- ACTION ITEM -
Your answer must be the full listing below, repeated exactly.

- DATA -
****

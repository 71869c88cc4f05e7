//! JWT issuance and verification (HS256)

use chrono::{Duration, Utc};
use jsonwebtoken::errors::ErrorKind;
use jsonwebtoken::{decode, encode, Algorithm, DecodingKey, EncodingKey, Header, Validation};
use serde::{Deserialize, Serialize};
use uuid::Uuid;

/// The first registered account is the administrator.
const ADMIN_USER_ID: i64 = 1;

/// Token lifetimes and signing secret
#[derive(Debug, Clone)]
pub struct JwtConfig {
    pub secret: String,
    pub access_ttl: Duration,
    pub refresh_ttl: Duration,
}

impl JwtConfig {
    /// Config with default lifetimes: 15 minute access, 30 day refresh.
    pub fn new(secret: impl Into<String>) -> Self {
        Self {
            secret: secret.into(),
            access_ttl: Duration::minutes(15),
            refresh_ttl: Duration::days(30),
        }
    }
}

#[derive(Debug, Clone, Copy, PartialEq, Eq, Serialize, Deserialize)]
#[serde(rename_all = "lowercase")]
pub enum TokenKind {
    Access,
    Refresh,
}

#[derive(Debug, Clone, PartialEq, Serialize, Deserialize)]
pub struct Claims {
    pub sub: String, // user id
    pub iat: i64,
    pub exp: i64,
    pub jti: String,
    #[serde(rename = "type")]
    pub kind: TokenKind,
    /// Issued directly from a password login rather than a refresh
    pub fresh: bool,
    pub is_admin: bool,
}

impl Claims {
    pub fn user_id(&self) -> Option<i64> {
        self.sub.parse().ok()
    }
}

/// Access + refresh pair returned by login
#[derive(Debug, Clone, Serialize, Deserialize)]
pub struct TokenPair {
    pub access_token: String,
    pub refresh_token: String,
}

#[derive(Debug, thiserror::Error)]
pub enum JwtError {
    #[error("token creation failed: {0}")]
    Encoding(#[source] jsonwebtoken::errors::Error),

    #[error("The token has expired.")]
    Expired,

    #[error("Signature verification failed.")]
    Invalid,
}

pub struct JwtService {
    config: JwtConfig,
    encoding: EncodingKey,
    decoding: DecodingKey,
}

impl JwtService {
    pub fn new(config: JwtConfig) -> Self {
        let encoding = EncodingKey::from_secret(config.secret.as_bytes());
        let decoding = DecodingKey::from_secret(config.secret.as_bytes());
        Self {
            config,
            encoding,
            decoding,
        }
    }

    fn claims(&self, user_id: i64, kind: TokenKind, fresh: bool) -> Claims {
        let now = Utc::now();
        let ttl = match kind {
            TokenKind::Access => self.config.access_ttl,
            TokenKind::Refresh => self.config.refresh_ttl,
        };

        Claims {
            sub: user_id.to_string(),
            iat: now.timestamp(),
            exp: (now + ttl).timestamp(),
            jti: Uuid::new_v4().to_string(),
            kind,
            fresh,
            is_admin: user_id == ADMIN_USER_ID,
        }
    }

    pub fn encode(&self, claims: &Claims) -> Result<String, JwtError> {
        encode(&Header::new(Algorithm::HS256), claims, &self.encoding).map_err(JwtError::Encoding)
    }

    pub fn issue_access(&self, user_id: i64, fresh: bool) -> Result<String, JwtError> {
        self.encode(&self.claims(user_id, TokenKind::Access, fresh))
    }

    /// Fresh access token plus refresh token, for a password login.
    pub fn issue_pair(&self, user_id: i64) -> Result<TokenPair, JwtError> {
        Ok(TokenPair {
            access_token: self.issue_access(user_id, true)?,
            refresh_token: self.encode(&self.claims(user_id, TokenKind::Refresh, false))?,
        })
    }

    /// Verify signature and expiry and return the claims.
    pub fn verify(&self, token: &str) -> Result<Claims, JwtError> {
        let validation = Validation::new(Algorithm::HS256);

        decode::<Claims>(token, &self.decoding, &validation)
            .map(|data| data.claims)
            .map_err(|e| match e.kind() {
                ErrorKind::ExpiredSignature => JwtError::Expired,
                _ => JwtError::Invalid,
            })
    }
}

****

- SOLUTION -
repository 71869c88cc4f05e7
//! JWT issuance and verification (HS256)

use chrono::{Duration, Utc};
use jsonwebtoken::errors::ErrorKind;
use jsonwebtoken::{decode, encode, Algorithm, DecodingKey, EncodingKey, Header, Validation};
use serde::{Deserialize, Serialize};
use uuid::Uuid;

/// The first registered account is the administrator.
const ADMIN_USER_ID: i64 = 1;

/// Token lifetimes and signing secret
#[derive(Debug, Clone)]
pub struct JwtConfig {
    pub secret: String,
    pub access_ttl: Duration,
    pub refresh_ttl: Duration,
}

impl JwtConfig {
    /// Config with default lifetimes: 15 minute access, 30 day refresh.
    pub fn new(secret: impl Into<String>) -> Self {
        Self {
            secret: secret.into(),
            access_ttl: Duration::minutes(15),
            refresh_ttl: Duration::days(30),
        }
    }
}

#[derive(Debug, Clone, Copy, PartialEq, Eq, Serialize, Deserialize)]
#[serde(rename_all = "lowercase")]
pub enum TokenKind {
    Access,
    Refresh,
}

#[derive(Debug, Clone, PartialEq, Serialize, Deserialize)]
pub struct Claims {
    pub sub: String, // user id
    pub iat: i64,
    pub exp: i64,
    pub jti: String,
    #[serde(rename = "type")]
    pub kind: TokenKind,
    /// Issued directly from a password login rather than a refresh
    pub fresh: bool,
    pub is_admin: bool,
}

impl Claims {
    pub fn user_id(&self) -> Option<i64> {
        self.sub.parse().ok()
    }
}

/// Access + refresh pair returned by login
#[derive(Debug, Clone, Serialize, Deserialize)]
pub struct TokenPair {
    pub access_token: String,
    pub refresh_token: String,
}

#[derive(Debug, thiserror::Error)]
pub enum JwtError {
    #[error("token creation failed: {0}")]
    Encoding(#[source] jsonwebtoken::errors::Error),

    #[error("The token has expired.")]
    Expired,

    #[error("Signature verification failed.")]
    Invalid,
}

pub struct JwtService {
    config: JwtConfig,
    encoding: EncodingKey,
    decoding: DecodingKey,
}

impl JwtService {
    pub fn new(config: JwtConfig) -> Self {
        let encoding = EncodingKey::from_secret(config.secret.as_bytes());
        let decoding = DecodingKey::from_secret(config.secret.as_bytes());
        Self {
            config,
            encoding,
            decoding,
        }
    }

    fn claims(&self, user_id: i64, kind: TokenKind, fresh: bool) -> Claims {
        let now = Utc::now();
        let ttl = match kind {
            TokenKind::Access => self.config.access_ttl,
            TokenKind::Refresh => self.config.refresh_ttl,
        };

        Claims {
            sub: user_id.to_string(),
            iat: now.timestamp(),
            exp: (now + ttl).timestamp(),
            jti: Uuid::new_v4().to_string(),
            kind,
            fresh,
            is_admin: user_id == ADMIN_USER_ID,
        }
    }

    pub fn encode(&self, claims: &Claims) -> Result<String, JwtError> {
        encode(&Header::new(Algorithm::HS256), claims, &self.encoding).map_err(JwtError::Encoding)
    }

    pub fn issue_access(&self, user_id: i64, fresh: bool) -> Result<String, JwtError> {
        self.encode(&self.claims(user_id, TokenKind::Access, fresh))
    }

    /// Fresh access token plus refresh token, for a password login.
    pub fn issue_pair(&self, user_id: i64) -> Result<TokenPair, JwtError> {
        Ok(TokenPair {
            access_token: self.issue_access(user_id, true)?,
            refresh_token: self.encode(&self.claims(user_id, TokenKind::Refresh, false))?,
        })
    }

    /// Verify signature and expiry and return the claims.
    pub fn verify(&self, token: &str) -> Result<Claims, JwtError> {
        let validation = Validation::new(Algorithm::HS256);

        decode::<Claims>(token, &self.decoding, &validation)
            .map(|data| data.claims)
            .map_err(|e| match e.kind() {
                ErrorKind::ExpiredSignature => JwtError::Expired,
                _ => JwtError::Invalid,
            })
    }
}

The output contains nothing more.